Explanation: **Explanation:** The patient presents with classic symptoms of **Stable Angina** (exertional chest pain relieved by rest) [1]. According to current clinical guidelines (such as NICE and ESC), **CT Coronary Angiography (CTCA)** is now the first-line investigation for patients with new-onset stable chest pain where coronary artery disease (CAD) cannot be excluded by clinical assessment alone [4]. **Why CT Coronary Angiography is correct:** CTCA is a non-invasive anatomical test with a very high **negative predictive value**. It is preferred over functional stress tests because it can directly visualize the coronary arteries to detect or rule out atherosclerosis and stenosis, guiding further management effectively in stable patients [1], [4]. **Why the other options are incorrect:** * **A. Fasting blood lipids:** While important for risk stratification and long-term management, lipid profiles do not diagnose the cause of the acute presenting symptom (chest pain) [4]. * **B. Urgent invasive coronary angiography:** This is reserved for patients with Acute Coronary Syndrome (ACS) or those with high-risk features/refractory symptoms [1]. This patient is currently stable and pain-free at rest. * **C. Repeat ECG in 1 week:** A resting ECG is often normal in stable angina.
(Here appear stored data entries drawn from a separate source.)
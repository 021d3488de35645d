//! Structural editing operations for RealBuffer.
//!
//! This module implements the [`BufferEditing`] trait: reordering
//! (reverse, rotate), resizing (resize, pad), rate changes without filtering
//! (upsample, downsample) and first differences. Each method has a free
//! function counterpart that returns an edited copy.

use super::traits::BufferEditing;
use crate::{BufferError, BufferResult, RealBuffer, RealFloat};
use ndarray::{Array1, s};

/// Validates the factor/phase pair shared by upsample and downsample.
fn validate_factor(operation: &'static str, factor: usize, phase: usize) -> BufferResult<()> {
    if factor == 0 {
        return Err(BufferError::InvalidRate {
            operation,
            parameter: "factor",
            value: factor,
        });
    }
    if phase >= factor {
        return Err(BufferError::invalid_parameter(
            "phase",
            format!("{operation} phase {phase} must be less than factor {factor}"),
        ));
    }
    Ok(())
}

/// Reverses `lo..hi` in place.
fn reverse_range<T: RealFloat>(buffer: &mut RealBuffer<T>, lo: usize, hi: usize) {
    let (mut i, mut j) = (lo, hi);
    while i + 1 < j {
        j -= 1;
        buffer.swap(i, j);
        i += 1;
    }
}

impl<T: RealFloat> BufferEditing<T> for RealBuffer<T> {
    fn reverse(&mut self) -> &mut Self {
        let len = self.len();
        reverse_range(self, 0, len);
        self
    }

    /// Left rotation by `n mod len` using three in-place reversals.
    fn rotate(&mut self, n: isize) -> &mut Self {
        let len = self.len();
        if len == 0 {
            return self;
        }
        // len fits in isize for any allocated buffer
        let shift = n.rem_euclid(len as isize) as usize;
        if shift != 0 {
            reverse_range(self, 0, shift);
            reverse_range(self, shift, len);
            reverse_range(self, 0, len);
        }
        self
    }

    fn resize(&mut self, new_len: usize) -> &mut Self {
        if new_len == self.len() {
            return self;
        }
        let keep = new_len.min(self.len());
        let mut resized = Array1::zeros(new_len);
        resized
            .slice_mut(s![..keep])
            .assign(&self.data.slice(s![..keep]));
        self.replace(resized);
        self
    }

    fn pad(&mut self, n: usize) -> &mut Self {
        let new_len = self.len() + n;
        self.resize(new_len)
    }

    fn upsample(&mut self, factor: usize, phase: usize) -> BufferResult<&mut Self> {
        validate_factor("upsample", factor, phase)?;
        if self.is_empty() {
            return Ok(self);
        }
        let stuffed_len = self.len().checked_mul(factor).ok_or_else(|| {
            BufferError::invalid_parameter(
                "factor",
                format!("upsample of {} samples by {factor} overflows usize", self.len()),
            )
        })?;
        let mut stuffed = Array1::zeros(stuffed_len);
        // Stride `factor` starting at `phase` lands exactly on the original samples' slots
        stuffed
            .slice_mut(s![phase..;factor])
            .assign(&self.data);
        self.replace(stuffed);
        Ok(self)
    }

    fn downsample(&mut self, factor: usize, phase: usize) -> BufferResult<&mut Self> {
        validate_factor("downsample", factor, phase)?;
        let kept: Array1<T> = self.iter().copied().skip(phase).step_by(factor).collect();
        self.replace(kept);
        Ok(self)
    }

    fn diff(&mut self) -> &mut Self {
        let differences: Array1<T> = self
            .data
            .windows(2)
            .into_iter()
            .map(|pair| pair[1] - pair[0])
            .collect();
        self.replace(differences);
        self
    }

    fn running_diff(&mut self, previous: T) -> T {
        let mut carry = previous;
        for x in self.iter_mut() {
            let current = *x;
            *x = current - carry;
            carry = current;
        }
        carry
    }

    fn cumsum(&mut self, previous: T) -> T {
        let mut total = previous;
        for x in self.iter_mut() {
            total = total + *x;
            *x = total;
        }
        total
    }
}

/// Returns a reversed copy.
pub fn reverse<T: RealFloat>(buffer: &RealBuffer<T>) -> RealBuffer<T> {
    let mut out = buffer.clone();
    out.reverse();
    out
}

/// Returns a copy rotated left by `n` (right for negative `n`).
pub fn rotate<T: RealFloat>(buffer: &RealBuffer<T>, n: isize) -> RealBuffer<T> {
    let mut out = buffer.clone();
    out.rotate(n);
    out
}

/// Returns a copy truncated or zero-extended to `new_len`.
pub fn resize<T: RealFloat>(buffer: &RealBuffer<T>, new_len: usize) -> RealBuffer<T> {
    let mut out = buffer.clone();
    out.resize(new_len);
    out
}

/// Returns a copy with `n` trailing zeros.
pub fn pad<T: RealFloat>(buffer: &RealBuffer<T>, n: usize) -> RealBuffer<T> {
    let mut out = buffer.clone();
    out.pad(n);
    out
}

/// Returns a zero-stuffed copy. See [`BufferEditing::upsample`].
pub fn upsample<T: RealFloat>(
    buffer: &RealBuffer<T>,
    factor: usize,
    phase: usize,
) -> BufferResult<RealBuffer<T>> {
    let mut out = buffer.clone();
    out.upsample(factor, phase)?;
    Ok(out)
}

/// Returns every `factor`-th sample starting at `phase`. See [`BufferEditing::downsample`].
pub fn downsample<T: RealFloat>(
    buffer: &RealBuffer<T>,
    factor: usize,
    phase: usize,
) -> BufferResult<RealBuffer<T>> {
    let mut out = buffer.clone();
    out.downsample(factor, phase)?;
    Ok(out)
}

/// Returns the first difference (one sample shorter).
pub fn diff<T: RealFloat>(buffer: &RealBuffer<T>) -> RealBuffer<T> {
    let mut out = buffer.clone();
    out.diff();
    out
}

/// Returns the seeded first difference and the carry for the next segment.
pub fn running_diff<T: RealFloat>(buffer: &RealBuffer<T>, previous: T) -> (RealBuffer<T>, T) {
    let mut out = buffer.clone();
    let carry = out.running_diff(previous);
    (out, carry)
}

/// Returns the seeded running sum and the final total.
pub fn cumsum<T: RealFloat>(buffer: &RealBuffer<T>, previous: T) -> (RealBuffer<T>, T) {
    let mut out = buffer.clone();
    let total = out.cumsum(previous);
    (out, total)
}

#[cfg(test)]
mod tests {
    use super::*;

    const DATA: [f64; 8] = [2.0, 4.0, 6.0, 8.37, 3.0, 5.0, 7.0, 9.0];

    #[test]
    fn test_rotate() {
        let n = DATA.len();
        let mut buf = RealBuffer::from_slice(&DATA);

        buf.rotate(n as isize);
        assert_eq!(buf.to_vec(), DATA.to_vec());

        buf.rotate(3);
        for i in 0..n {
            assert_eq!(buf[i], DATA[(3 + i) % n]);
        }

        buf.rotate(-1);
        for i in 0..n {
            assert_eq!(buf[i], DATA[(2 + i) % n]);
        }
    }

    #[test]
    fn test_rotate_wraps_beyond_length() {
        let buf = RealBuffer::from_slice(&DATA);
        assert_eq!(rotate(&buf, 11), rotate(&buf, 3));
        assert_eq!(rotate(&buf, -9), rotate(&buf, -1));
        assert_eq!(rotate(&buf, -(DATA.len() as isize) * 2), buf);

        let mut empty = RealBuffer::<f64>::zeros(0);
        empty.rotate(5);
        assert!(empty.is_empty());
    }

    #[test]
    fn test_reverse_method_and_function() {
        let mut buf = RealBuffer::from_slice(&DATA);
        buf.reverse();
        for i in 0..DATA.len() {
            assert_eq!(buf[i], DATA[DATA.len() - i - 1]);
        }
        let restored = reverse(&buf);
        assert_eq!(restored.to_vec(), DATA.to_vec());
    }

    #[test]
    fn test_resize_grow_then_shrink() {
        let input = [1.0f64, -10.0, 8.0, 3.0, 6.92, -2.0, -9.0, 1.0];
        let mut buf = RealBuffer::from_slice(&input);

        buf.resize(11);
        assert_eq!(buf.len(), 11);
        assert_eq!(&buf.to_vec()[..8], &input);
        assert!(buf.iter().skip(8).all(|&x| x == 0.0));

        let shrunk = resize(&buf, 4);
        assert_eq!(shrunk.to_vec(), input[..4].to_vec());
    }

    #[test]
    fn test_pad() {
        let input = [1.0f64, -10.0, 8.0, 3.0, 6.92, -2.0, -9.0, 1.0];
        let mut buf = RealBuffer::from_slice(&input);
        buf.pad(5);
        assert_eq!(buf.len(), 13);
        assert_eq!(&buf.to_vec()[..8], &input);
        assert!(buf.iter().skip(8).all(|&x| x == 0.0));
    }

    #[test]
    fn test_upsample_phases() {
        let saved = RealBuffer::from_slice(&[1.0f64, 10001.0, 8.0, -5.0, 6.0, 2.0, 9.0, 1.0]);

        let zero_phase = upsample(&saved, 3, 0).unwrap();
        assert_eq!(
            zero_phase.to_vec(),
            vec![
                1.0, 0.0, 0.0, 10001.0, 0.0, 0.0, 8.0, 0.0, 0.0, -5.0, 0.0, 0.0, 6.0, 0.0, 0.0,
                2.0, 0.0, 0.0, 9.0, 0.0, 0.0, 1.0, 0.0, 0.0
            ]
        );

        let phase_one = upsample(&saved, 3, 1).unwrap();
        assert_eq!(
            phase_one.to_vec(),
            vec![
                0.0, 1.0, 0.0, 0.0, 10001.0, 0.0, 0.0, 8.0, 0.0, 0.0, -5.0, 0.0, 0.0, 6.0, 0.0,
                0.0, 2.0, 0.0, 0.0, 9.0, 0.0, 0.0, 1.0, 0.0
            ]
        );

        let mut buf = saved.clone();
        buf.upsample(4, 3).unwrap();
        assert_eq!(buf.len(), 32);
        assert_eq!(&buf.to_vec()[..8], &[0.0, 0.0, 0.0, 1.0, 0.0, 0.0, 0.0, 10001.0]);
        assert_eq!(buf[31], 1.0);
    }

    #[test]
    fn test_upsample_rejects_bad_arguments() {
        let mut buf = RealBuffer::from_slice(&DATA);
        assert!(matches!(
            buf.upsample(0, 0),
            Err(BufferError::InvalidRate { .. })
        ));
        assert!(matches!(
            buf.upsample(3, 3),
            Err(BufferError::InvalidParameter(_))
        ));
        assert_eq!(buf.to_vec(), DATA.to_vec());
    }

    #[test]
    fn test_upsample_overflowing_factor_is_an_error() {
        let mut buf = RealBuffer::from_slice(&DATA);
        let err = buf.upsample(usize::MAX, 0).unwrap_err();
        assert!(matches!(err, BufferError::InvalidParameter(_)));
        assert_eq!(buf.to_vec(), DATA.to_vec());

        // Nothing to multiply for an empty buffer
        let mut empty = RealBuffer::<f64>::zeros(0);
        assert!(empty.upsample(usize::MAX, 0).is_ok());
        assert!(empty.is_empty());
    }

    #[test]
    fn test_downsample_inverts_upsample() {
        let saved = RealBuffer::from_slice(&DATA);
        for phase in 0..3 {
            let stuffed = upsample(&saved, 3, phase).unwrap();
            assert_eq!(downsample(&stuffed, 3, phase).unwrap(), saved);
        }

        let picked = downsample(&saved, 3, 1).unwrap();
        assert_eq!(picked.to_vec(), vec![4.0, 3.0, 9.0]);
    }

    #[test]
    fn test_diff() {
        let mut buf = RealBuffer::from_slice(&[1.0f64, 1.0, 2.0, 4.0, 7.0, 11.0, 16.0, 22.0]);
        buf.diff();
        assert_eq!(buf.to_vec(), vec![0.0, 1.0, 2.0, 3.0, 4.0, 5.0, 6.0]);

        let mut single = RealBuffer::from_slice(&[3.0f64]);
        single.diff();
        assert!(single.is_empty());
    }

    #[test]
    fn test_running_diff_carries_last_sample() {
        let mut buf = RealBuffer::from_slice(&[1.0f64, 1.0, 2.0, 4.0, 7.0, 11.0, 16.0, 22.0]);
        let previous = buf.running_diff(2.0);
        assert_eq!(previous, 22.0);
        assert_eq!(buf.to_vec(), vec![-1.0, 0.0, 1.0, 2.0, 3.0, 4.0, 5.0, 6.0]);

        let mut empty = RealBuffer::<f64>::zeros(0);
        assert_eq!(empty.running_diff(7.0), 7.0);
    }

    #[test]
    fn test_running_diff_across_segments_matches_whole() {
        let whole = RealBuffer::from_slice(&[1.0f64, 1.0, 2.0, 4.0, 7.0, 11.0, 16.0, 22.0]);
        let (expected, _) = running_diff(&whole, 0.0);

        let (first, carry) = running_diff(&RealBuffer::from_slice(&whole.to_vec()[..3]), 0.0);
        let (second, _) = running_diff(&RealBuffer::from_slice(&whole.to_vec()[3..]), carry);
        let joined: RealBuffer<f64> = first.iter().chain(second.iter()).copied().collect();
        assert_eq!(joined, expected);
    }

    #[test]
    fn test_cumsum_undoes_running_diff() {
        let original = RealBuffer::from_slice(&[1.0f64, 1.0, 2.0, 4.0, 7.0]);
        let (differences, _) = running_diff(&original, 0.0);
        let (restored, total) = cumsum(&differences, 0.0);
        assert_eq!(restored, original);
        assert_eq!(total, 7.0);
    }
}
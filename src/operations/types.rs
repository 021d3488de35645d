//! Supporting types for buffer operations.
//!
//! Small value types returned by, or passed to, the operation traits.

/// How much of a linear convolution to keep.
///
/// For a signal of `N` samples and `M` taps the full convolution has
/// `N + M - 1` samples.
#[derive(Debug, Clone, Copy, PartialEq, Eq, Default)]
#[cfg_attr(feature = "serde", derive(serde::Serialize, serde::Deserialize))]
pub enum ConvMode {
    /// Keep all `N + M - 1` output samples.
    #[default]
    Full,
    /// Keep the central `N` samples, starting at `(M - 1) / 2` of the full
    /// result. Head and tail transients are trimmed around the filter's
    /// group delay so the output lines up with the input.
    Trimmed,
}

impl ConvMode {
    /// Maps the legacy `trim_to_input_size` flag onto a mode.
    pub const fn from_trim(trim_to_input_size: bool) -> Self {
        if trim_to_input_size {
            ConvMode::Trimmed
        } else {
            ConvMode::Full
        }
    }

    /// Returns true if only the central samples are kept.
    pub const fn is_trimmed(&self) -> bool {
        matches!(self, ConvMode::Trimmed)
    }
}

/// An extreme sample value together with the index it was found at.
///
/// Returned by `min_with_index` / `max_with_index`. On ties the index is
/// the leftmost occurrence.
#[derive(Debug, Clone, Copy, PartialEq)]
#[cfg_attr(feature = "serde", derive(serde::Serialize, serde::Deserialize))]
pub struct Extremum<T> {
    /// The extreme value.
    pub value: T,
    /// Index of the first sample holding `value`.
    pub index: usize,
}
Delaying investigation by a week without a definitive diagnostic plan is inappropriate and risks missing significant CAD. **Clinical Pearls for NEET-PG:** * **Gold Standard for CAD:** Invasive Coronary Angiography (but not the first-line for stable, low-to-intermediate risk patients). * **First-line for Stable Angina:** CT Coronary Angiography [4]. * **Definition of Stable Angina:** Chest pain that is (1) Constricting/heavy, (2) Precipitated by exertion, and (3) Relieved by rest or nitrates within 5 minutes [2]. * **ECG Finding:** The most common ECG finding during an actual episode of stable angina is **ST-segment depression** [3].